### Your instructions
Scan the entries for lines containing the string "tracing". Reply with how many there are, and nothing else.

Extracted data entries
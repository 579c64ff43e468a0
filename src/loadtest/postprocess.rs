//! Post-processors applied to a received response: JSON-path extraction and
//! response assertions.
//!
//! Post-processors are a tagged enum ([`PostProcessor`]) dispatched by
//! [`apply`] in the order they are declared on a step. An extractor that finds
//! nothing never fails the sample; an assertion that does not hold marks the
//! sample failed but does not stop the post-processors after it.

use std::collections::BTreeMap;
use std::fmt;

use regex::Regex;
use serde_json::Value;

use crate::loadtest::error::SampleError;
use crate::loadtest::plan::{AssertionField, AssertionRule, PostProcessor};
use crate::loadtest::scope::VariableScope;

/// Longest actual value quoted verbatim in an assertion failure message.
const MAX_QUOTED_LEN: usize = 200;

/// One segment of a parsed JSON path.
#[derive(Debug, Clone, PartialEq, Eq)]
enum Segment {
    Key(String),
    Index(usize),
    Wildcard,
}

/// A parsed JSON path in the dotted/bracketed subset: `$`, `.key`, `['key']`,
/// `[0]`, `[*]` and `.*`.
#[derive(Debug, Clone, PartialEq, Eq)]
pub struct JsonPath {
    segments: Vec<Segment>,
}

impl JsonPath {
    /// Parse a JSON path expression. Returns a human-readable reason on failure.
    pub fn parse(expr: &str) -> Result<Self, String> {
        let rest = expr
            .trim()
            .strip_prefix('$')
            .ok_or_else(|| format!("JSON path '{expr}' must start with '$'"))?;
        let chars: Vec<char> = rest.chars().collect();
        let mut segments = Vec::new();
        let mut i = 0;

        while i < chars.len() {
            match chars[i] {
                '.' => {
                    i += 1;
                    if chars.get(i) == Some(&'.') {
                        return Err(format!("recursive descent is not supported in '{expr}'"));
                    }
                    let start = i;
                    while i < chars.len() && chars[i] != '.' && chars[i] != '[' {
                        i += 1;
                    }
                    let key: String = chars[start..i].iter().collect();
                    if key.is_empty() {
                        return Err(format!("empty key in JSON path '{expr}'"));
                    }
                    segments.push(if key == "*" {
                        Segment::Wildcard
                    } else {
                        Segment::Key(key)
                    });
                },
                '[' => {
                    let close = chars[i..]
                        .iter()
                        .position(|c| *c == ']')
                        .map(|p| p + i)
                        .ok_or_else(|| format!("unclosed '[' in JSON path '{expr}'"))?;
                    let inner: String = chars[i + 1..close].iter().collect();
                    let inner = inner.trim();
                    let segment = if inner == "*" {
                        Segment::Wildcard
                    } else if let Some(key) = strip_quotes(inner) {
                        Segment::Key(key.to_owned())
                    } else {
                        let idx = inner
                            .parse::<usize>()
                            .map_err(|_| format!("invalid index '{inner}' in JSON path '{expr}'"))?;
                        Segment::Index(idx)
                    };
                    segments.push(segment);
                    i = close + 1;
                },
                other => {
                    return Err(format!("unexpected '{other}' in JSON path '{expr}'"));
                },
            }
        }

        Ok(Self { segments })
    }

    /// Returns every value the path selects, in document order.
    pub fn select<'a>(&self, root: &'a Value) -> Vec<&'a Value> {
        let mut current = vec![root];
        for segment in &self.segments {
            let mut next = Vec::new();
            for value in current {
                match segment {
                    Segment::Key(key) => {
                        if let Some(v) = value.get(key.as_str()) {
                            next.push(v);
                        }
                    },
                    Segment::Index(idx) => {
                        if let Some(v) = value.get(*idx) {
                            next.push(v);
                        }
                    },
                    Segment::Wildcard => match value {
                        Value::Array(items) => next.extend(items.iter()),
                        Value::Object(map) => next.extend(map.values()),
                        _ => {}
                    },
                }
            }
            current = next;
        }
        current
    }

    /// Returns the first selected value rendered as a variable value, if any.
    ///
    /// Strings are bound without quotes; other values are bound as compact JSON.
    pub fn first_match(&self, root: &Value) -> Option<String> {
        self.select(root).first().map(|v| match v {
            Value::String(s) => s.clone(),
            other => other.to_string(),
        })
    }
}

fn strip_quotes(s: &str) -> Option<&str> {
    s.strip_prefix('\'')
        .and_then(|r| r.strip_suffix('\''))
        .or_else(|| s.strip_prefix('"').and_then(|r| r.strip_suffix('"')))
}

/// The parts of a response that post-processors inspect.
#[derive(Debug, Clone, Copy)]
pub struct ResponseView<'a> {
    /// HTTP status code.
    pub status: u16,
    /// Response body decoded as text.
    pub body: &'a str,
    /// Response headers rendered as `Name: value` lines.
    pub headers: &'a str,
}

/// Apply one post-processor to a response.
///
/// Extractors bind into `scope` and record the binding in `extracted`.
/// Returns the assertion failure, if the post-processor is an assertion
/// that did not hold.
pub fn apply(
    post_processor: &PostProcessor,
    response: &ResponseView<'_>,
    scope: &mut VariableScope,
    extracted: &mut BTreeMap<String, String>,
) -> Option<SampleError> {
    match post_processor {
        PostProcessor::JsonExtractor {
            variable,
            json_path,
            default,
        } => {
            match extract_json(json_path, response.body).or_else(|| default.clone()) {
                Some(value) => {
                    tracing::trace!(variable = %variable, value = %value, "bound extracted variable");
                    scope.set(variable.clone(), value.clone());
                    extracted.insert(variable.clone(), value);
                },
                None => {
                    tracing::debug!(variable = %variable, path = %json_path, "JSON extractor found no match");
                },
            }
            None
        },
        PostProcessor::ResponseAssertion {
            field,
            rule,
            patterns,
            negate,
            ..
        } => check_assertion(*field, *rule, patterns, *negate, response, scope)
            .err()
            .map(|message| SampleError::Assertion { message }),
    }
}

fn extract_json(json_path: &str, body: &str) -> Option<String> {
    let path = match JsonPath::parse(json_path) {
        Ok(path) => path,
        Err(reason) => {
            tracing::debug!(%reason, "skipping extractor with invalid JSON path");
            return None;
        },
    };
    let document: Value = serde_json::from_str(body).ok()?;
    path.first_match(&document)
}

/// Evaluate an assertion. Every pattern must pass (after negation).
fn check_assertion(
    field: AssertionField,
    rule: AssertionRule,
    patterns: &[String],
    negate: bool,
    response: &ResponseView<'_>,
    scope: &VariableScope,
) -> Result<(), String> {
    let status;
    let actual: &str = match field {
        AssertionField::ResponseCode => {
            status = response.status.to_string();
            &status
        },
        AssertionField::ResponseBody => response.body,
        AssertionField::ResponseHeaders => response.headers,
    };

    for raw in patterns {
        let pattern = scope.resolve(raw);
        let matched = match rule {
            AssertionRule::Equals => actual == pattern,
            AssertionRule::Substring => actual.contains(&pattern),
            AssertionRule::Contains => compile(&pattern, false)?.is_match(actual),
            AssertionRule::Matches => compile(&pattern, true)?.is_match(actual),
        };
        if matched == negate {
            return Err(format!(
                "{field} expected {not}to {rule} \"{pattern}\" but was \"{actual}\"",
                not = if negate { "not " } else { "" },
                actual = quote_actual(actual),
            ));
        }
    }
    Ok(())
}

fn compile(pattern: &str, anchored: bool) -> Result<Regex, String> {
    let source = if anchored {
        format!("^(?:{pattern})$")
    } else {
        pattern.to_owned()
    };
    Regex::new(&source).map_err(|e| format!("invalid assertion pattern \"{pattern}\": {e}"))
}

fn quote_actual(actual: &str) -> String {
    if actual.chars().count() <= MAX_QUOTED_LEN {
        actual.to_owned()
    } else {
        let truncated: String = actual.chars().take(MAX_QUOTED_LEN).collect();
        format!("{truncated}...")
    }
}

impl fmt::Display for AssertionField {
    fn fmt(&self, f: &mut fmt::Formatter<'_>) -> fmt::Result {
        f.write_str(match self {
            Self::ResponseCode => "response code",
            Self::ResponseBody => "response body",
            Self::ResponseHeaders => "response headers",
        })
    }
}

impl fmt::Display for AssertionRule {
    fn fmt(&self, f: &mut fmt::Formatter<'_>) -> fmt::Result {
        f.write_str(match self {
            Self::Equals => "equal",
            Self::Substring => "contain substring",
            Self::Contains => "contain pattern",
            Self::Matches => "match",
        })
    }
}

#[cfg(test)]
mod tests {
    use super::*;
    use serde_json::json;

    fn view(status: u16, body: &str) -> ResponseView<'_> {
        ResponseView {
            status,
            body,
            headers: "content-type: application/json\n",
        }
    }

    #[test]
    fn test_parse_and_select_simple_key() {
        let path = JsonPath::parse("$.title").unwrap();
        let doc = json!({"title": "x"});
        assert_eq!(path.first_match(&doc), Some("x".to_string()));
    }

    #[test]
    fn test_select_nested_index_and_bracket_key() {
        let path = JsonPath::parse("$.items[1]['the name']").unwrap();
        let doc = json!({"items": [{"the name": "a"}, {"the name": "b"}]});
        assert_eq!(path.first_match(&doc), Some("b".to_string()));
    }

    #[test]
    fn test_select_wildcard_returns_all() {
        let path = JsonPath::parse("$.items[*].id").unwrap();
        let doc = json!({"items": [{"id": 1}, {"id": 2}, {"name": "no id"}]});
        let values: Vec<_> = path.select(&doc).into_iter().cloned().collect();
        assert_eq!(values, vec![json!(1), json!(2)]);
        assert_eq!(path.first_match(&doc), Some("1".to_string()));
    }

    #[test]
    fn test_root_path_selects_whole_document() {
        let path = JsonPath::parse("$").unwrap();
        let doc = json!({"a": true});
        assert_eq!(path.first_match(&doc), Some(r#"{"a":true}"#.to_string()));
    }

    #[test]
    fn test_parse_rejects_unsupported_paths() {
        assert!(JsonPath::parse("title").is_err());
        assert!(JsonPath::parse("$..title").is_err());
        assert!(JsonPath::parse("$.items[").is_err());
        assert!(JsonPath::parse("$.items[abc]").is_err());
        assert!(JsonPath::parse("$.").is_err());
    }

    #[test]
    fn test_extractor_binds_match() {
        let pp = PostProcessor::json_extractor("foo", "$.title");
        let mut scope = VariableScope::new();
        let mut extracted = BTreeMap::new();
        let failure = apply(&pp, &view(200, r#"{"title":"x"}"#), &mut scope, &mut extracted);
        assert!(failure.is_none());
        assert_eq!(scope.get("foo"), Some("x"));
        assert_eq!(extracted.get("foo").map(String::as_str), Some("x"));
    }

    #[test]
    fn test_extractor_no_match_uses_default() {
        let pp = PostProcessor::JsonExtractor {
            variable: "foo".to_string(),
            json_path: "$.missing".to_string(),
            default: Some("NOT_FOUND".to_string()),
        };
        let mut scope = VariableScope::new();
        let mut extracted = BTreeMap::new();
        assert!(apply(&pp, &view(200, r#"{"title":"x"}"#), &mut scope, &mut extracted).is_none());
        assert_eq!(scope.get("foo"), Some("NOT_FOUND"));
    }

    #[test]
    fn test_extractor_no_match_without_default_leaves_unset() {
        let pp = PostProcessor::json_extractor("foo", "$.title");
        let mut scope = VariableScope::new();
        let mut extracted = BTreeMap::new();
        assert!(apply(&pp, &view(200, "not json"), &mut scope, &mut extracted).is_none());
        assert_eq!(scope.get("foo"), None);
        assert!(extracted.is_empty());
    }

    #[test]
    fn test_response_code_assertion_passes() {
        let pp = PostProcessor::response_code_equals("200");
        let mut scope = VariableScope::new();
        let mut extracted = BTreeMap::new();
        assert!(apply(&pp, &view(200, ""), &mut scope, &mut extracted).is_none());
    }

    #[test]
    fn test_response_code_assertion_mismatch_message() {
        let pp = PostProcessor::response_code_equals("200");
        let mut scope = VariableScope::new();
        let mut extracted = BTreeMap::new();
        let failure = apply(&pp, &view(500, ""), &mut scope, &mut extracted).unwrap();
        let message = failure.to_string();
        assert!(message.contains("response code"), "{message}");
        assert!(message.contains("\"200\""), "{message}");
        assert!(message.contains("\"500\""), "{message}");
    }

    #[test]
    fn test_body_assertion_rules() {
        let scope = VariableScope::new();
        let body = r#"{"status":"ok","count":42}"#;
        let response = view(200, body);
        let pats = |p: &str| vec![p.to_string()];

        assert!(check_assertion(AssertionField::ResponseBody, AssertionRule::Substring, &pats("\"ok\""), false, &response, &scope).is_ok());
        assert!(check_assertion(AssertionField::ResponseBody, AssertionRule::Contains, &pats(r#""count":\d+"#), false, &response, &scope).is_ok());
        assert!(check_assertion(AssertionField::ResponseBody, AssertionRule::Matches, &pats(r"\{.*\}"), false, &response, &scope).is_ok());
        assert!(check_assertion(AssertionField::ResponseBody, AssertionRule::Matches, &pats("ok"), false, &response, &scope).is_err());
        assert!(check_assertion(AssertionField::ResponseBody, AssertionRule::Substring, &pats("error"), true, &response, &scope).is_ok());
        assert!(check_assertion(AssertionField::ResponseHeaders, AssertionRule::Substring, &pats("application/json"), false, &response, &scope).is_ok());
    }

    #[test]
    fn test_assertion_patterns_resolve_variables() {
        let mut scope = VariableScope::new();
        scope.set("expected", "201");
        let result = check_assertion(
            AssertionField::ResponseCode,
            AssertionRule::Equals,
            &["${expected}".to_string()],
            false,
            &view(201, ""),
            &scope,
        );
        assert!(result.is_ok());
    }

    #[test]
    fn test_invalid_regex_fails_assertion() {
        let scope = VariableScope::new();
        let result = check_assertion(
            AssertionField::ResponseBody,
            AssertionRule::Contains,
            &["(".to_string()],
            false,
            &view(200, "x"),
            &scope,
        );
        assert!(result.unwrap_err().contains("invalid assertion pattern"));
    }

    #[test]
    fn test_long_actual_is_truncated() {
        let long = "a".repeat(500);
        let quoted = quote_actual(&long);
        assert_eq!(quoted.len(), MAX_QUOTED_LEN + 3);
        assert!(quoted.ends_with("..."));
    }
}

### Written answer
3